During this heuristic traversal we were unable to validate our predictions without knowledge of the correct call stack information. Thus the variability of accuracy becomes an issue, as this would inturn diminish confidence in later analysis we did not pursue the method any further, within WMTools.
4.1.3
Data Storage
WMTrace has a simple method of data storage, utilising a single trace file per MPI process. This allows each process to act independently, saving runtime, but resulting in potentially large combined file output.
Data storage is key to WMTools, as it facilitates the offline analysis of runs, allowing for different forms of analysis to be performed as and when they are required. The drawback of this method is the volume of data generated, with implications on both storage and I/O performance.
As WMTrace therefore employs lossless data collection and storage, the size of the trace files is dependent on the number of allocations, which in most circumstances will grow over time. The implication is that with extremely long runs these trace files will build up in size, potentially causing problems.
WMTrace employs an internal buffer, to facilitate the periodic staging of data to file. As this buffer is appended to file it is passed through a ZLib [133]
compression engine, reducing the data volume.
Ferreiraet al.discuss the importance of managing data storage volumes in HPC, and the potential benefit of using standard compression algorithms to minimise data from log outputs [38]. They utilise a parallel pzip2 algorithm, pbzip2 [44], in conjunction with a staging area, similar to the internal buffers utilised in WMTrace. They achieve compression ratios of over 80% HPCCG (a conjugate gradient benchmark), though as the compression was handled by a dedicated ‘spare’ core they do not discuss the performance implications of this technique.

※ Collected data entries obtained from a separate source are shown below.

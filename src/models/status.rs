//! Bring-up status shared between the orchestrator and the UI.

use std::fmt;

use crate::core::error::BringUpError;

/// Lifecycle of one import attempt.
///
/// Transitions only move forward (`Idle → Importing → Installing → Starting
/// → Ready`), any stage may fall into `Error`, and only an explicit reset
/// returns to `Idle`.
#[derive(Clone, Debug, Default, PartialEq, Eq)]
pub enum BringUpState {
    #[default]
    Idle,
    Importing,
    Installing,
    Starting,
    Ready,
    Error(BringUpError),
}

impl BringUpState {
    /// Check whether an attempt is in flight.
    pub fn is_busy(&self) -> bool {
        matches!(self, Self::Importing | Self::Installing | Self::Starting)
    }

    /// `Ready` and `Error` end an attempt.
    pub fn is_terminal(&self) -> bool {
        matches!(self, Self::Ready | Self::Error(_))
    }

    /// The failure, if this is the `Error` state.
    pub fn error(&self) -> Option<&BringUpError> {
        match self {
            Self::Error(err) => Some(err),
            _ => None,
        }
    }

    /// Coarse status keyword for the status indicator.
    pub fn keyword(&self) -> &'static str {
        match self {
            Self::Idle => "idle",
            Self::Importing => "importing",
            Self::Installing => "installing",
            Self::Starting => "starting",
            Self::Ready => "ready",
            Self::Error(_) => "error",
        }
    }

    /// Human label for the status indicator.
    pub fn label(&self) -> &'static str {
        match self {
            Self::Idle => "Idle",
            Self::Importing => "Importing project",
            Self::Installing => "Installing dependencies",
            Self::Starting => "Starting application",
            Self::Ready => "Ready",
            Self::Error(_) => "Error",
        }
    }
}

impl fmt::Display for BringUpState {
    fn fmt(&self, f: &mut fmt::Formatter<'_>) -> fmt::Result {
        match self {
            Self::Error(err) => write!(f, "error: {}", err),
            other => f.write_str(other.keyword()),
        }
    }
}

WMTrace handles the storage of stack traces in a different way to events. As there is a lot of repetition, we maintain a map structure recording all unique call stacks. This method of compression is more efficient than relying on ZLib to spot repetition. Newly observed call stacks are then periodically written to file, before the event trace segment, and are passed through the ZLib engine for additional compression. As a form of fault tolerance trace files are well formed, allowing the partial analysis of runs which fail mid execution.